C'est l'histoire d'un ballon coincé. Coincé... mais tournoyant, tourmenté par le remous moussant du ruisseau où il s'est arrêté. Le temps de souffler, un peu. Il faut dire qu'il en a vues, des choses... Rembobinons. Inversons le son des vers, traversons le trou du ver, pour remonter la rivière du temps, un temps. La rivière où ce ballon s'est échoué, jeté par un enfant agité, qui n'a pas su contrôler la force de son lancer. Il lui avait été offert pour son anniversaire. Peut-être. Sûrement.
L'histoire imaginée n'a ici pas moins de réalité que la réalité de l'histoire.

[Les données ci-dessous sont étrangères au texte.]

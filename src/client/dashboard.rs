//! Dashboard view controller.
//!
//! Holds the last health status and user list fetched from the server.
//! Failed requests are logged and leave the view untouched; there is no
//! optimistic update and no retry.

use std::sync::Arc;

use chrono::{DateTime, Utc};
use tokio::sync::RwLock;

use super::ApiClient;
use crate::api::dto::CreateUserRequest;
use crate::domain::{Health, UserWithPosts};

/// What the dashboard currently displays.
#[derive(Debug, Clone, Default, PartialEq, Eq)]
pub struct ViewState {
    /// Last successfully fetched health status.
    pub health: Option<Health>,
    /// Last successfully fetched user list.
    pub users: Vec<UserWithPosts>,
}

/// View controller over an [`ApiClient`].
///
/// Clones share the same view state, so several `add_user` sequences may
/// run concurrently; whichever refetch resolves last wins.
#[derive(Debug, Clone)]
pub struct Dashboard {
    client: ApiClient,
    view: Arc<RwLock<ViewState>>,
}

impl Dashboard {
    /// Creates a dashboard with an empty view.
    #[must_use]
    pub fn new(client: ApiClient) -> Self {
        Self {
            client,
            view: Arc::new(RwLock::new(ViewState::default())),
        }
    }

    /// Fetches health and users concurrently. Each result is stored as
    /// soon as it arrives, in whichever order they resolve.
    pub async fn load(&self) {
        let health = async {
            match self.client.health().await {
                Ok(health) => self.view.write().await.health = Some(health),
                Err(err) => tracing::warn!(error = %err, "health fetch failed"),
            }
        };
        tokio::join!(health, self.refresh_users());
    }

    /// Creates a user, then replaces the displayed list with a fresh fetch.
    ///
    /// A rejected create is logged and the list is still refetched.
    pub async fn add_user(&self, request: CreateUserRequest) {
        match self.client.create_user(&request).await {
            Ok(user) => tracing::info!(user_id = %user.id, "user added"),
            Err(err) => tracing::warn!(error = %err, email = %request.email, "add user failed"),
        }
        self.refresh_users().await;
    }

    /// Returns a copy of the current view.
    pub async fn snapshot(&self) -> ViewState {
        self.view.read().await.clone()
    }

    /// Renders the current view as text: the health status and the user
    /// list, each as pretty-printed JSON.
    pub async fn render(&self) -> String {
        let view = self.view.read().await;
        let health = serde_json::to_string_pretty(&view.health).unwrap_or_default();
        let users = serde_json::to_string_pretty(&view.users).unwrap_or_default();
        format!("health:\n{health}\n\nusers:\n{users}\n")
    }

    async fn refresh_users(&self) {
        match self.client.list_users().await {
            Ok(users) => self.view.write().await.users = users,
            Err(err) => tracing::warn!(error = %err, "user list fetch failed"),
        }
    }
}

/// The payload behind the dashboard's "add user" action: a throwaway email
/// derived from `now` so repeated clicks do not collide.
#[must_use]
pub fn generated_user(now: DateTime<Utc>) -> CreateUserRequest {
    CreateUserRequest {
        email: format!("user{}@test.com", now.timestamp_millis()),
        name: Some("New User".to_string()),
    }
}
//! REST API layer: route handlers, DTOs, and router composition.
//!
//! All endpoints are mounted under `/api`.

pub mod docs;
pub mod dto;
pub mod handlers;

use axum::Router;

use crate::app_state::AppState;

/// Path of the generated OpenAPI document.
pub const OPENAPI_PATH: &str = "/api/openapi.json";

/// Builds the complete API router with all REST endpoints.
pub fn build_router() -> Router<AppState> {
    Router::new()
        .nest("/api", handlers::routes())
        .merge(docs_router())
}

/// Returns `true` for paths owned by the API, which must never fall
/// through to the client's HTML entry document.
#[must_use]
pub fn is_api_path(path: &str) -> bool {
    path == "/api" || path.starts_with("/api/")
}

#[cfg(feature = "swagger-ui")]
fn docs_router() -> Router<AppState> {
    use utoipa::OpenApi;
    use utoipa_swagger_ui::SwaggerUi;

    Router::new().merge(SwaggerUi::new("/api/docs").url(OPENAPI_PATH, docs::ApiDoc::openapi()))
}

#[cfg(not(feature = "swagger-ui"))]
fn docs_router() -> Router<AppState> {
    use axum::Json;
    use axum::routing::get;
    use utoipa::OpenApi;

    Router::new().route(
        OPENAPI_PATH,
        get(|| async { Json(docs::ApiDoc::openapi()) }),
    )
}
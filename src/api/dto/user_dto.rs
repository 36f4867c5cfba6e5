//! User request DTOs.

use serde::{Deserialize, Serialize};
use utoipa::ToSchema;

use crate::domain::NewUser;

/// Request body for `POST /api/users`.
#[derive(Debug, Clone, PartialEq, Eq, Serialize, Deserialize, ToSchema)]
pub struct CreateUserRequest {
    /// Email address; must not belong to an existing user.
    #[schema(example = "a@test.com")]
    pub email: String,
    /// Optional display name; `null` and absent are equivalent.
    #[serde(default)]
    #[schema(example = "Ann")]
    pub name: Option<String>,
}

impl From<CreateUserRequest> for NewUser {
    fn from(req: CreateUserRequest) -> Self {
        Self {
            email: req.email,
            name: req.name,
        }
    }
}

#[cfg(test)]
#[allow(clippy::panic)]
mod tests {
    use super::*;

    #[test]
    fn name_may_be_absent_or_null() {
        let Ok(absent) = serde_json::from_str::<CreateUserRequest>(r#"{"email":"a@test.com"}"#)
        else {
            panic!("absent name rejected");
        };
        let Ok(null) =
            serde_json::from_str::<CreateUserRequest>(r#"{"email":"a@test.com","name":null}"#)
        else {
            panic!("null name rejected");
        };
        assert_eq!(absent, null);
        assert_eq!(absent.name, None);
    }

    #[test]
    fn email_is_required() {
        assert!(serde_json::from_str::<CreateUserRequest>(r#"{"name":"Ann"}"#).is_err());
        assert!(serde_json::from_str::<CreateUserRequest>(r#"{"email":null}"#).is_err());
    }
}
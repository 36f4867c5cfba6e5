//! Application assembly: store selection and router composition.

use std::path::Path;
use std::sync::Arc;

use axum::Router;
use axum::extract::Request;
use axum::http::Method;
use axum::response::{IntoResponse, Response};
use tower::ServiceExt;
use tower_http::cors::CorsLayer;
use tower_http::services::{ServeDir, ServeFile};
use tower_http::trace::TraceLayer;

use crate::api;
use crate::app_state::AppState;
use crate::config::{AppConfig, StorageBackend};
use crate::store::{InMemoryUserStore, PostgresUserStore, StoreError, UserStore};

/// Builds the storage backend selected by `config`.
///
/// For PostgreSQL, connects the pool and applies migrations when
/// `run_migrations` is set.
///
/// # Errors
///
/// Returns [`StoreError::Internal`] if the database is unreachable or a
/// migration fails.
pub async fn build_state(config: &AppConfig) -> Result<AppState, StoreError> {
    let users: Arc<dyn UserStore> = match config.storage_backend {
        StorageBackend::Postgres => {
            let store = PostgresUserStore::connect(config).await?;
            if config.run_migrations {
                store.migrate().await?;
                tracing::info!("database migrations applied");
            }
            Arc::new(store)
        }
        StorageBackend::Memory => {
            tracing::warn!("using in-memory storage; data is lost on exit");
            Arc::new(InMemoryUserStore::new())
        }
    };
    Ok(AppState::new(users))
}

/// Builds the full HTTP application.
///
/// `/api/*` is served by the REST router; unmatched API paths answer 404
/// with an error body. Every other `GET`/`HEAD` is looked up in
/// `client_dist`, falling back to its `index.html` so client-side routes
/// resolve to the single-page app. Any other method on a non-API path gets
/// `index.html` directly.
pub fn build_app(state: AppState, client_dist: &Path) -> Router {
    let files = ClientFiles::new(client_dist);

    Router::new()
        .merge(api::build_router())
        .fallback(move |request: Request| fallback(files.clone(), request))
        .layer(TraceLayer::new_for_http())
        .layer(CorsLayer::permissive())
        .with_state(state)
}

/// Static services over the built client directory.
#[derive(Debug, Clone)]
struct ClientFiles {
    assets: ServeDir<ServeFile>,
    index: ServeFile,
}

impl ClientFiles {
    fn new(client_dist: &Path) -> Self {
        let index = ServeFile::new(client_dist.join("index.html"));
        Self {
            assets: ServeDir::new(client_dist).fallback(index.clone()),
            index,
        }
    }
}

async fn fallback(files: ClientFiles, mut request: Request) -> Response {
    let path = request.uri().path();
    if api::is_api_path(path) {
        return api::handlers::system::api_not_found(path).into_response();
    }

    let served = if matches!(*request.method(), Method::GET | Method::HEAD) {
        files.assets.oneshot(request).await
    } else {
        // Static file services only answer GET and HEAD.
        *request.method_mut() = Method::GET;
        files.index.oneshot(request).await
    };
    match served {
        Ok(response) => response.into_response(),
        Err(never) => match never {},
    }
}
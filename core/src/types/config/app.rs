use serde::{Deserialize, Serialize};
use std::path::{Path, PathBuf};
use thiserror::Error;

/// Deployment configuration, persisted as worldfeel.toml.
#[derive(Clone, Debug, Default, Serialize, Deserialize)]
#[serde(default)]
pub struct AppConfig {
    #[serde(default)]
    pub server: ServerConfig,
    #[serde(default)]
    pub storage: StorageConfig,
    #[serde(default)]
    pub lifecycle: LifecycleConfig,
    #[serde(default)]
    pub identity: IdentityConfig,
    #[serde(default)]
    pub vocabulary: VocabularyConfig,
}

impl AppConfig {
    /// Returns the config file path within the given directory.
    pub fn path(dir: &Path) -> PathBuf {
        dir.join("worldfeel.toml")
    }

    /// Loads config from a TOML file. Returns default config if file doesn't exist.
    pub fn load(path: &Path) -> Result<Self, AppConfigError> {
        if !path.exists() {
            return Ok(Self::default());
        }
        let content = std::fs::read_to_string(path)?;
        let config = toml::from_str(&content)?;
        Ok(config)
    }

    /// Saves config to a TOML file.
    pub fn save(&self, path: &Path) -> Result<(), AppConfigError> {
        let content = toml::to_string_pretty(self)?;
        std::fs::write(path, content)?;
        Ok(())
    }

    /// Validates config values and returns list of validation errors.
    /// Returns empty vec if config is valid.
    pub fn validate(&self) -> Vec<String> {
        let mut errors = Vec::new();

        if self.lifecycle.retention_hours == 0 {
            errors.push("retention_hours must be at least 1".to_string());
        }

        if self.lifecycle.edit_window_minutes == 0 {
            errors.push("edit_window_minutes must be at least 1".to_string());
        }

        if self.lifecycle.cache_ttl_secs == 0 {
            errors.push("cache_ttl_secs must be at least 1".to_string());
        }

        if self.lifecycle.purge_interval_secs == 0 {
            errors.push("purge_interval_secs must be at least 1".to_string());
        }

        if u64::from(self.lifecycle.edit_window_minutes) * 60
            >= u64::from(self.lifecycle.retention_hours) * 60 * 60
        {
            errors.push("edit_window_minutes must be shorter than retention_hours".to_string());
        }

        if self.server.request_timeout_secs == 0 {
            errors.push("request_timeout_secs must be at least 1".to_string());
        }

        errors
    }

    /// Returns a validated config, replacing invalid values with defaults.
    pub fn with_defaults_for_invalid(&self) -> Self {
        let defaults = Self::default();
        let or_default = |value: u32, default: u32| if value == 0 { default } else { value };

        let mut lifecycle = LifecycleConfig {
            retention_hours: or_default(
                self.lifecycle.retention_hours,
                defaults.lifecycle.retention_hours,
            ),
            edit_window_minutes: or_default(
                self.lifecycle.edit_window_minutes,
                defaults.lifecycle.edit_window_minutes,
            ),
            cache_ttl_secs: or_default(
                self.lifecycle.cache_ttl_secs,
                defaults.lifecycle.cache_ttl_secs,
            ),
            purge_interval_secs: or_default(
                self.lifecycle.purge_interval_secs,
                defaults.lifecycle.purge_interval_secs,
            ),
        };
        if u64::from(lifecycle.edit_window_minutes) * 60
            >= u64::from(lifecycle.retention_hours) * 60 * 60
        {
            lifecycle.edit_window_minutes = defaults.lifecycle.edit_window_minutes;
            lifecycle.retention_hours = defaults.lifecycle.retention_hours;
        }

        Self {
            server: ServerConfig {
                bind: self.server.bind.clone(),
                request_timeout_secs: or_default(
                    self.server.request_timeout_secs,
                    defaults.server.request_timeout_secs,
                ),
            },
            storage: self.storage.clone(),
            lifecycle,
            identity: self.identity.clone(),
            vocabulary: self.vocabulary.clone(),
        }
    }
}

/// HTTP listener settings.
#[derive(Clone, Debug, Serialize, Deserialize)]
pub struct ServerConfig {
    #[serde(default = "default_bind")]
    pub bind: String,
    #[serde(default = "default_request_timeout_secs")]
    pub request_timeout_secs: u32,
}

impl Default for ServerConfig {
    fn default() -> Self {
        Self {
            bind: default_bind(),
            request_timeout_secs: default_request_timeout_secs(),
        }
    }
}

fn default_bind() -> String {
    "0.0.0.0:8080".to_string()
}

fn default_request_timeout_secs() -> u32 {
    5
}

#[derive(Clone, Debug, Serialize, Deserialize)]
pub struct StorageConfig {
    #[serde(default = "default_data_dir")]
    pub data_dir: PathBuf,
}

impl Default for StorageConfig {
    fn default() -> Self {
        Self {
            data_dir: default_data_dir(),
        }
    }
}

fn default_data_dir() -> PathBuf {
    PathBuf::from("data")
}

/// Record lifetime, edit window and cache settings.
#[derive(Clone, Debug, Serialize, Deserialize)]
pub struct LifecycleConfig {
    #[serde(default = "default_retention_hours")]
    pub retention_hours: u32,
    #[serde(default = "default_edit_window_minutes")]
    pub edit_window_minutes: u32,
    #[serde(default = "default_cache_ttl_secs")]
    pub cache_ttl_secs: u32,
    #[serde(default = "default_purge_interval_secs")]
    pub purge_interval_secs: u32,
}

impl Default for LifecycleConfig {
    fn default() -> Self {
        Self {
            retention_hours: default_retention_hours(),
            edit_window_minutes: default_edit_window_minutes(),
            cache_ttl_secs: default_cache_ttl_secs(),
            purge_interval_secs: default_purge_interval_secs(),
        }
    }
}

fn default_retention_hours() -> u32 {
    24
}

fn default_edit_window_minutes() -> u32 {
    5
}

fn default_cache_ttl_secs() -> u32 {
    3
}

fn default_purge_interval_secs() -> u32 {
    300
}

/// Identity salt settings. The secret is usually supplied through the
/// environment instead of the file.
#[derive(Clone, Default, Serialize, Deserialize)]
pub struct IdentityConfig {
    #[serde(default, skip_serializing_if = "Option::is_none")]
    pub secret: Option<String>,
}

impl std::fmt::Debug for IdentityConfig {
    fn fmt(&self, f: &mut std::fmt::Formatter<'_>) -> std::fmt::Result {
        f.debug_struct("IdentityConfig")
            .field("secret", &self.secret.as_ref().map(|_| "<redacted>"))
            .finish()
    }
}

/// Deployment-specific canonical words on top of the built-in vocabulary.
#[derive(Clone, Debug, Default, Serialize, Deserialize)]
pub struct VocabularyConfig {
    #[serde(default)]
    pub extra_words: Vec<String>,
}

/// Errors that can occur when loading or saving config.
#[derive(Debug, Error)]
pub enum AppConfigError {
    #[error("IO error: {0}")]
    Io(#[from] std::io::Error),
    #[error("parse error: {0}")]
    Parse(#[from] toml::de::Error),
    #[error("serialize error: {0}")]
    Serialize(#[from] toml::ser::Error),
}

Ses parents, le sachant possédé par son désir de posséder, avaient acheté le ballon dans un grand magasin, comme il en pousse un peu partout depuis quelques années. Le ticket de caisse avait fini froissé au fond du porte-monnaie, unique témoin et instrument d'un échange blasé entre client et caissier, caissier chaque fois un peu plus froissé par l'indifférence témoignée. Juste avant, l'encre aux origines fumeuses avait été imprimée sur une bande de papier aux origines plus opaques encore, fibres entre-collées issues de multiples arbres inconnus, subissant encore plus d'indifférence que cette caissière, caissière encaissant moins l'argent que son inexistence.
Mais revenons à nos ballons.
Il était passé entre de nombreuses mains avant cela. Il avait beaucoup voyagé : emballé, empaqueté, conditionné, transporté, déporté, déconditionné pour être reconditionné, stocké, déplacé à nouveau puis placé en rayon. Heureusement, plus inconscient de sa condition que les nombreuses mains qui l'avaient manipulées l'étaient de la leur, il ne pouvait regretter sa Chine natale. C'était pourtant dans l'Empire du Milieu qu'il avait vu le jour, au sein d'un grand hangar où des mains habituées avaient assemblé et cousu les différentes parties qui le composaient. Des mains de seconde main, sans lendemains, enchaînées à leur vie entravée par l'obligation, ou l'instinct, de pourvoir aux besoins d'une famille. Pour permettre à des bambins, un jour, de reprendre le même refrain. Sans fin ?
Mais l'histoire ne s'arrête pas là ; elle ne s'arrête jamais.
Polyurétane, caoutchouc, latex de synthèse... Ces composants avaient été dérivés d'un pétrole qui n'avait lui-même cessé de dériver, convergeant des puits aux quatre coins du monde vers les raffineries chinoises, bien après avoir connu une autre dérive, celle des continents, pendant des millions d'années. De 20 à 350 millions d'années, entre lesquelles des êtres vivants, morts, s'étaient retrouvés piégés, sédimentés, entraînés dans les profondeurs minérales de la terre pour s'y terrer en attendant leur heure. Fougères géantes, dinosaures géants, méduses géantes, petits mammifères, petits insectes, petites bactéries, toute cette vie passée y était passée pour créer cet or noir qui avait dépassé les rêves les plus fous de l'humanité, vie passée si intrinsèquement liée à la vie présente qu'elle en venait à la menacer en une boucle si parfaitement bouclée, que regarder ce ballon revient à contempler la Vie toute entière.
La sphère de vie sédimentée tourne dans les remous qui l'ont piégée depuis assez de temps pour qu'elle ait déjà creusé le sédiment argileux de la rive en un parfait arrondi. Quelle sera la destinée de ce ballon ballotté dans le cours du Temps ? Tentera-t-il de joindre la dérive du septième continent, ou sera-t-il repêché par un enfant, inconscient d'être et d'avoir entre ses mains le passé, le présent et l'avenir du monde auquel il appartient ?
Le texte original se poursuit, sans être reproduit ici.